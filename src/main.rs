//! GearCrate Frontend Entry Point

mod models;
mod error;
mod config;
mod logging;
mod messages;
mod dialog;
mod commands;
mod search;
mod quick_update;
mod debounce;
mod context;
mod store;
mod actions;
mod components;
mod app;

use app::App;
use config::AppConfig;
use leptos::prelude::*;

fn main() {
    console_error_panic_hook::set_once();

    let config = AppConfig::load();
    logging::init(config.log_level);
    log::info!("[App] Starting with API base {}", config.api_base);
    config::install(config);

    mount_to_body(App);
}
//! Browser Dialogs
//!
//! Blocking `alert`/`confirm`, used for errors and destructive actions.

pub fn alert(message: &str) {
    if let Some(window) = web_sys::window() {
        if let Err(e) = window.alert_with_message(message) {
            log::warn!("[Dialog] alert failed: {:?}", e);
        }
    }
}

/// `false` when the user cancels or no window is available
pub fn confirm(message: &str) -> bool {
    web_sys::window()
        .and_then(|window| window.confirm_with_message(message).ok())
        .unwrap_or(false)
}
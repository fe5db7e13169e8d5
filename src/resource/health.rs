//! Backend health view.
//!
//! Maintains local fetch state for the backend health banner.

use crate::api::types::HealthResponse;
use crate::resource::source::ApiSource;
use crate::resource::state::FetchState;

/// Fallback error when a health fetch fails without a message.
const FETCH_FALLBACK: &str = "Failed to fetch health status";

/// View over the backend health resource.
///
/// Fetches once per instance; repeated [`sync`](Self::sync) calls are
/// no-ops.
#[derive(Debug)]
pub struct HealthView<S> {
    source: S,
    primed: bool,
    state: FetchState<HealthResponse>,
}

impl<S: ApiSource> HealthView<S> {
    /// Create a view over `source`. Nothing is fetched until `sync`.
    pub fn new(source: S) -> Self {
        Self {
            source,
            primed: false,
            state: FetchState::new(),
        }
    }

    /// Drive the view: the first call fetches, later calls return
    /// immediately.
    pub async fn sync(&mut self) {
        if self.primed {
            return;
        }
        self.primed = true;
        self.state.begin();
        let outcome = self.source.health().await;
        self.state.settle(outcome, FETCH_FALLBACK);
    }

    /// Latest health payload, if one has been fetched.
    pub fn health(&self) -> Option<&HealthResponse> {
        self.state.data()
    }

    /// Whether a fetch is in flight (or none has settled yet).
    pub fn is_loading(&self) -> bool {
        self.state.is_loading()
    }

    /// Error from the last settled attempt, if it failed.
    pub fn error(&self) -> Option<&str> {
        self.state.error()
    }
}
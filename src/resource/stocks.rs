//! Paginated stock listing view.
//!
//! Maintains local fetch state for the stock list and refetches when the
//! parameter tuple (page, size, search, sector) changes.

use crate::api::types::{Stock, StockListParams, StocksResponse};
use crate::resource::source::ApiSource;
use crate::resource::state::FetchState;

/// Fallback error when a stock fetch fails without a message.
const FETCH_FALLBACK: &str = "Failed to fetch stocks";

/// View over the paginated stock listing.
#[derive(Debug)]
pub struct StocksView<S> {
    source: S,
    params: Option<StockListParams>,
    state: FetchState<StocksResponse>,
}

impl<S: ApiSource> StocksView<S> {
    /// Create a view over `source`. Nothing is fetched until `sync`.
    pub fn new(source: S) -> Self {
        Self {
            source,
            params: None,
            state: FetchState::new(),
        }
    }

    /// Drive the view with the given parameter tuple.
    ///
    /// Fetches when the tuple differs from the one last fetched (the first
    /// call always fetches); a repeated tuple returns immediately. The
    /// tuple is recorded per attempt, not per success, so a failed page is
    /// not retried until the parameters change.
    pub async fn sync(&mut self, params: StockListParams) {
        if self.params.as_ref() == Some(&params) {
            return;
        }
        self.state.begin();
        let outcome = self.source.stocks(&params).await;
        self.params = Some(params);
        self.state.settle_keep(outcome, FETCH_FALLBACK);
    }

    /// The last fetched page of stocks; empty before the first payload.
    pub fn stocks(&self) -> &[Stock] {
        self.state.data().map(|page| page.stocks.as_slice()).unwrap_or_default()
    }

    /// Total stock count across all pages; 0 before the first payload.
    pub fn total(&self) -> u64 {
        self.state.data().map(|page| page.total).unwrap_or(0)
    }

    /// The parameter tuple of the last attempt, if any.
    pub fn params(&self) -> Option<&StockListParams> {
        self.params.as_ref()
    }

    /// Whether a fetch is in flight (or none has settled yet).
    pub fn is_loading(&self) -> bool {
        self.state.is_loading()
    }

    /// Error from the last settled attempt, if it failed.
    pub fn error(&self) -> Option<&str> {
        self.state.error()
    }
}
//! View-state layer for dashboard consumers.
//!
//! This module provides local fetch-state management for the dashboard
//! resources:
//! - `health`: backend health banner
//! - `stocks`: paginated stock listing
//! - `currencies`: paginated currency listing
//! - `status`: data-collection status, with caller-forced refresh
//!
//! Each view owns its `{data, loading, error}` triple, drives fetches
//! against an injected [`ApiSource`], and settles every attempt to either a
//! payload or an error message. Paged views refetch exactly when their
//! parameter tuple changes. Errors never propagate past a view; they are
//! surfaced through `error()` for the rendering side to display.

pub mod currencies;
pub mod health;
pub mod source;
pub mod state;
pub mod status;
pub mod stocks;

pub use currencies::CurrenciesView;
pub use health::HealthView;
pub use source::{ApiSource, CallFailure, Envelope, SourceResult};
pub use state::FetchState;
pub use status::StatusView;
pub use stocks::StocksView;
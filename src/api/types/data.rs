//! Data-collection types for the TRIZ Trade REST API.

use std::collections::HashMap;

use chrono::{DateTime, Utc};
use serde::{Deserialize, Serialize};

/// Response for GET /api/v1/data/status.
#[derive(Debug, Clone, Serialize, Deserialize)]
pub struct DataStatus {
    /// Collection status ("active" while the collector is running)
    pub status: String,
    /// When the collector last wrote data
    pub last_update: DateTime<Utc>,
    /// Number of tracked stocks
    pub stocks_count: u64,
    /// Number of tracked currency pairs
    pub currencies_count: u64,
    /// Upstream data source names
    pub data_sources: Vec<String>,
}

/// Response for GET /api/v1/data/health.
#[derive(Debug, Clone, Serialize, Deserialize)]
pub struct DataHealth {
    /// Overall health status
    pub status: String,
    /// Per-service status, keyed by service name
    pub services: HashMap<String, String>,
}

/// Response for POST /api/v1/data/refresh/{stocks,currencies}.
#[derive(Debug, Clone, Serialize, Deserialize)]
pub struct RefreshResponse {
    /// Human-readable confirmation
    pub message: String,
    /// Trigger status ("success")
    pub status: String,
}
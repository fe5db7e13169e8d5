//! # TRIZ Trade Rust SDK
//!
//! A Rust SDK for the TRIZ Trade financial data platform (BIST stocks and
//! currency rates).
//!
//! ## Modules
//!
//! This SDK provides two main modules:
//! - [`api`]: REST API client for stocks, currencies, and data-collection status
//! - [`resource`]: view-state layer that owns `{data, loading, error}` per
//!   dashboard resource and drives fetches off parameter changes
//!
//! Plus:
//! - [`network`]: endpoint URL constants
//!
//! ## Quick Start - REST API
//!
//! ```rust,ignore
//! use triztrade::api::{StockListParams, TrizApiClient};
//!
//! #[tokio::main]
//! async fn main() -> Result<(), Box<dyn std::error::Error>> {
//!     let client = TrizApiClient::new("https://api.triztrade.dev")?;
//!
//!     // List stocks with pagination and search
//!     let params = StockListParams::new().with_page(1).with_search("THY");
//!     let page = client.get_stocks(&params).await?;
//!     println!("{} of {} stocks", page.stocks.len(), page.total);
//!
//!     // Data collection status
//!     let status = client.get_data_status().await?;
//!     println!("tracking {} stocks", status.stocks_count);
//!
//!     Ok(())
//! }
//! ```
//!
//! ## Quick Start - View State
//!
//! ```rust,ignore
//! use triztrade::api::{StockListParams, TrizApiClient};
//! use triztrade::resource::StocksView;
//!
//! #[tokio::main]
//! async fn main() -> Result<(), Box<dyn std::error::Error>> {
//!     let client = TrizApiClient::new("https://api.triztrade.dev")?;
//!     let mut view = StocksView::new(client);
//!
//!     view.sync(StockListParams::new().with_page(1)).await;
//!     if let Some(err) = view.error() {
//!         eprintln!("fetch failed: {err}");
//!     } else {
//!         for stock in view.stocks() {
//!             println!("{}  {:.2}  ({:+.2}%)", stock.symbol, stock.price, stock.change_percent);
//!         }
//!     }
//!
//!     // A repeated tuple is a no-op; a changed one refetches.
//!     view.sync(StockListParams::new().with_page(2)).await;
//!
//!     Ok(())
//! }
//! ```

// ============================================================================
// MODULES
// ============================================================================

/// REST API client module for stocks, currencies, and data status.
pub mod api;

/// Network URL constants.
pub mod network;

/// View-state layer: per-resource fetch state for dashboard consumers.
pub mod resource;

// ============================================================================
// PRELUDE
// ============================================================================

/// Prelude module for convenient imports.
///
/// ```rust,ignore
/// use triztrade::prelude::*;
/// ```
pub mod prelude {
    // API module exports
    pub use crate::api::{
        ApiError, ApiResult, ErrorResponse, RetryConfig, TrizApiClient, TrizApiClientBuilder,
        // Common types
        CurrenciesResponse, Currency, CurrencyListParams, CurrencyRate, CurrencyRatesResponse,
        DataHealth, DataStatus, HealthResponse, Interval, RefreshResponse, SectorsResponse,
        ServiceInfo, Stock, StockDetailResponse, StockListParams, StockPrice, StockPricesParams,
        StockPricesResponse, StocksResponse,
    };

    // Network constants
    pub use crate::network::DEFAULT_API_URL;

    // View-state layer exports
    pub use crate::resource::{
        ApiSource, CallFailure, CurrenciesView, Envelope, FetchState, HealthView, SourceResult,
        StatusView, StocksView,
    };
}
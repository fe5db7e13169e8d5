//! Currency-related types for the TRIZ Trade REST API.

use chrono::{DateTime, Utc};
use serde::{Deserialize, Serialize};

/// A tracked currency pair with its latest rate.
#[derive(Debug, Clone, Serialize, Deserialize)]
pub struct Currency {
    /// Currency pair identifier
    pub id: String,
    /// Pair symbol (e.g. "USD/TRY")
    pub symbol: String,
    /// Pair name
    pub name: String,
    /// Current exchange rate
    pub rate: f64,
    /// Rate change since previous close
    pub change: f64,
    /// Percentage change since previous close
    pub change_percent: f64,
    /// Quote timestamp
    pub last_update: DateTime<Utc>,
}

/// A single currency rate history point.
#[derive(Debug, Clone, Serialize, Deserialize)]
pub struct CurrencyRate {
    /// Observation timestamp
    pub timestamp: DateTime<Utc>,
    /// Exchange rate at the observation
    pub rate: f64,
    /// Change against the previous observation
    pub change: f64,
    /// Percentage change against the previous observation
    pub change_percent: f64,
    /// Bid price
    #[serde(skip_serializing_if = "Option::is_none")]
    pub bid: Option<f64>,
    /// Ask price
    #[serde(skip_serializing_if = "Option::is_none")]
    pub ask: Option<f64>,
}

/// Query parameters for GET /api/v1/currencies/.
#[derive(Debug, Clone, Default, PartialEq, Eq)]
pub struct CurrencyListParams {
    /// Page number (1-based)
    pub page: Option<u32>,
    /// Page size (1-100)
    pub size: Option<u32>,
    /// Free-text search over symbol and name
    pub search: Option<String>,
}

impl CurrencyListParams {
    /// Create empty params (backend defaults: page 1, size 20).
    pub fn new() -> Self {
        Self::default()
    }

    /// Set the page number.
    pub fn with_page(mut self, page: u32) -> Self {
        self.page = Some(page);
        self
    }

    /// Set the page size.
    pub fn with_size(mut self, size: u32) -> Self {
        self.size = Some(size);
        self
    }

    /// Set the search string.
    pub fn with_search(mut self, search: impl Into<String>) -> Self {
        self.search = Some(search.into());
        self
    }
}

/// Response for GET /api/v1/currencies/.
#[derive(Debug, Clone, Serialize, Deserialize)]
pub struct CurrenciesResponse {
    /// One page of currency pairs
    pub currencies: Vec<Currency>,
    /// Total count across all pages
    pub total: u64,
    /// Echoed page number
    pub page: u32,
    /// Echoed page size
    pub size: u32,
}

/// Response for GET /api/v1/currencies/{id}/rates.
#[derive(Debug, Clone, Serialize, Deserialize)]
pub struct CurrencyRatesResponse {
    /// Currency pair identifier
    pub currency_id: String,
    /// Range start
    #[serde(skip_serializing_if = "Option::is_none")]
    pub start_date: Option<DateTime<Utc>>,
    /// Range end
    #[serde(skip_serializing_if = "Option::is_none")]
    pub end_date: Option<DateTime<Utc>>,
    /// Rate points, oldest first
    pub rates: Vec<CurrencyRate>,
}
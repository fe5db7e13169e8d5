//! REST API client module for TRIZ Trade.
//!
//! This module provides a type-safe HTTP client for interacting with
//! the TRIZ Trade REST API for stocks, currencies, price history, and
//! data-collection management.
//!
//! # Quick Start
//!
//! ```rust,ignore
//! use triztrade::api::{StockListParams, TrizApiClient};
//!
//! #[tokio::main]
//! async fn main() -> Result<(), Box<dyn std::error::Error>> {
//!     // Create client with default settings
//!     let client = TrizApiClient::new("https://api.triztrade.dev")?;
//!
//!     // List stocks
//!     let page = client.get_stocks(&StockListParams::new()).await?;
//!     println!("Found {} stocks", page.total);
//!
//!     // Fetch a detail view with 7 days of history
//!     let detail = client.get_stock("thyao", Some(7)).await?;
//!     println!("{}: {:.2}", detail.stock.symbol, detail.stock.price);
//!
//!     Ok(())
//! }
//! ```
//!
//! # Client Configuration
//!
//! Use the builder pattern for custom configuration:
//!
//! ```rust,ignore
//! use std::time::Duration;
//! use triztrade::api::{RetryConfig, TrizApiClient};
//!
//! let client = TrizApiClient::builder("https://api.triztrade.dev")
//!     .timeout(Duration::from_secs(60))
//!     .header("X-Custom-Header", "value")
//!     .with_retry(RetryConfig::new(3))
//!     .build()?;
//! ```
//!
//! # Error Handling
//!
//! All methods return `ApiResult<T>` which is an alias for `Result<T, ApiError>`.
//! The [`ApiError`] enum covers all possible error cases:
//!
//! ```rust,ignore
//! use triztrade::api::{ApiError, TrizApiClient};
//!
//! match client.get_stock("unknown", None).await {
//!     Ok(detail) => println!("Found {}", detail.stock.symbol),
//!     Err(ApiError::NotFound(msg)) => println!("Stock not found: {}", msg),
//!     Err(ApiError::InvalidParameter(msg)) => println!("Invalid request: {}", msg),
//!     Err(e) => println!("Other error: {}", e),
//! }
//! ```

pub mod client;
pub mod error;
pub mod types;

// Re-export main types for convenience
pub use client::{RetryConfig, TrizApiClient, TrizApiClientBuilder};
pub use error::{ApiError, ApiResult, ErrorResponse};
pub use types::*;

—————

◆ **What is required**: How many lines of the entries hold the word "success"? Respond with the number alone.

◆ **Your response**: 2